According to an August 22, 2016 report from Workers World, an ongoing hunger strike at the Waupun Correctional Institution in Wisconsin has reached a crisis point. A group of at least eight prisoners at Waupun and the Columbia Correctional Institution began refusing food in June as part of a movement called “Dying to Live.” The prisoners began the action to protest the use of long-term solitary confinement and to call for improvement in the care of mentally ill prisoners. On June 17, 2016, the Wisconsin DOC began force-feeding the hunger strikers; however, guards stopped giving regular hydration and nutrition in August and began a sadistic pattern of tube-feeding the strikers once every 72 hours.

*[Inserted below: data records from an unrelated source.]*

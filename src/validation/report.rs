//! Validation report types for structured error reporting.
//!
//! This module provides rich, structured validation results that can be
//! displayed to users, written to files, or processed programmatically.

use serde::Serialize;
use std::fmt;

/// The result of validating a drawing input.
///
/// Contains all issues found during validation, categorized by severity.
#[derive(Clone, Debug, Default, Serialize)]
pub struct ValidationReport {
    /// All issues found during validation.
    pub issues: Vec<ValidationIssue>,
}

impl ValidationReport {
    /// Creates a new empty report.
    pub fn new() -> Self {
        Self { issues: Vec::new() }
    }

    /// Adds an issue to the report.
    pub fn add(&mut self, issue: ValidationIssue) {
        self.issues.push(issue);
    }

    /// Returns the number of errors in the report.
    pub fn error_count(&self) -> usize {
        self.issues
            .iter()
            .filter(|i| i.severity == Severity::Error)
            .count()
    }

    /// Returns the number of warnings in the report.
    pub fn warning_count(&self) -> usize {
        self.issues
            .iter()
            .filter(|i| i.severity == Severity::Warning)
            .count()
    }

    /// Returns true if there are no errors.
    pub fn is_ok(&self) -> bool {
        self.error_count() == 0
    }

    /// Returns true if there are no issues at all.
    pub fn is_clean(&self) -> bool {
        self.issues.is_empty()
    }
}

impl fmt::Display for ValidationReport {
    fn fmt(&self, f: &mut fmt::Formatter<'_>) -> fmt::Result {
        if self.issues.is_empty() {
            return writeln!(f, "Validation passed: no issues found");
        }

        writeln!(
            f,
            "Validation completed with {} error(s) and {} warning(s):",
            self.error_count(),
            self.warning_count()
        )?;
        writeln!(f)?;

        for issue in &self.issues {
            writeln!(f, "  {}", issue)?;
        }

        Ok(())
    }
}

/// A single validation issue (error or warning).
#[derive(Clone, Debug, Serialize)]
pub struct ValidationIssue {
    /// The severity of the issue.
    pub severity: Severity,

    /// A stable code for the issue type.
    pub code: IssueCode,

    /// A human-readable description of the issue.
    pub message: String,

    /// Context about where the issue occurred.
    pub context: IssueContext,
}

impl ValidationIssue {
    /// Creates a new validation issue.
    pub fn new(
        severity: Severity,
        code: IssueCode,
        message: impl Into<String>,
        context: IssueContext,
    ) -> Self {
        Self {
            severity,
            code,
            message: message.into(),
            context,
        }
    }

    /// Creates a new error.
    pub fn error(code: IssueCode, message: impl Into<String>, context: IssueContext) -> Self {
        Self::new(Severity::Error, code, message, context)
    }

    /// Creates a new warning.
    pub fn warning(code: IssueCode, message: impl Into<String>, context: IssueContext) -> Self {
        Self::new(Severity::Warning, code, message, context)
    }
}

impl fmt::Display for ValidationIssue {
    fn fmt(&self, f: &mut fmt::Formatter<'_>) -> fmt::Result {
        let severity = match self.severity {
            Severity::Error => "ERROR",
            Severity::Warning => "WARN ",
        };
        write!(
            f,
            "[{}] {:?} in {}: {}",
            severity, self.code, self.context, self.message
        )
    }
}

/// The severity of a validation issue.
#[derive(Clone, Copy, Debug, PartialEq, Eq, Serialize)]
pub enum Severity {
    /// Suspicious input the pipeline will still process.
    Warning,
    /// A caller-contract violation the pipeline refuses.
    Error,
}

/// A stable code identifying the type of validation issue.
#[derive(Clone, Copy, Debug, PartialEq, Eq, Hash, Serialize)]
pub enum IssueCode {
    // ID uniqueness issues
    /// Multiple detections carry the same explicit ID.
    DuplicateDetectionId,
    /// Multiple symbols have the same ID.
    DuplicateSymbolId,
    /// Multiple lines have the same ID.
    DuplicateLineId,

    // Detection issues
    /// A detection has empty or whitespace-only text.
    EmptyText,
    /// A detection confidence lies outside `[0, 1]`.
    ConfidenceOutOfRange,
    /// A detection names an engine missing from the weight table.
    UnknownEngine,

    // Geometry issues
    /// A bounding box or line has non-finite coordinates (NaN or Infinity).
    NonFiniteBBox,
    /// A line has zero length.
    ZeroLengthLine,
}

/// Context about where a validation issue occurred.
#[derive(Clone, Debug, Serialize)]
pub enum IssueContext {
    /// Issue with the drawing as a whole.
    Drawing,
    /// Issue with the detection at this position.
    Detection { index: usize },
    /// Issue with a specific symbol.
    Symbol { id: String },
    /// Issue with a specific line.
    Line { id: String },
}

impl fmt::Display for IssueContext {
    fn fmt(&self, f: &mut fmt::Formatter<'_>) -> fmt::Result {
        match self {
            IssueContext::Drawing => write!(f, "drawing"),
            IssueContext::Detection { index } => write!(f, "detection #{}", index),
            IssueContext::Symbol { id } => write!(f, "symbol {}", id),
            IssueContext::Line { id } => write!(f, "line {}", id),
        }
    }
}
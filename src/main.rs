fn main() {
    if let Err(e) = dimfuse::run() {
        eprintln!("Error: {}", e);
        std::process::exit(1);
    }
}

Workers World stated a letter from Waupun prisoner LaRon McKinley detailed the DOC’s efforts to break the will of the protesters by tube-feeding them sporadically, increasing the pain, harm and danger to the men and putting them at risk of “refeeding syndrome,” which can cause fatal heart or respiratory failure. McKinley’s letter claimed that he and fellow hunger striker Cesar DeLeon had refused to drink the lead-contaminated water provided by the facility and were denied bottled water or Gatorade-type drinks.

Dodge County Circuit Court Judge Steven Bauer refused to stop DeLeon’s forced tube-feeding in July, saying “The prison cannot allow him to die on a hunger strike.” On September 6, 2016, activist Bernie Gonzales provided an update through JONAH, a Wisconsin-based criminal justice reform group, stating that McKinley and DeLeon, as well as “3 or 4 others,” were continuing the hunger strike. According to the World Medical Association, “the forced feeding of hunger strikers is unethical and is never justified.”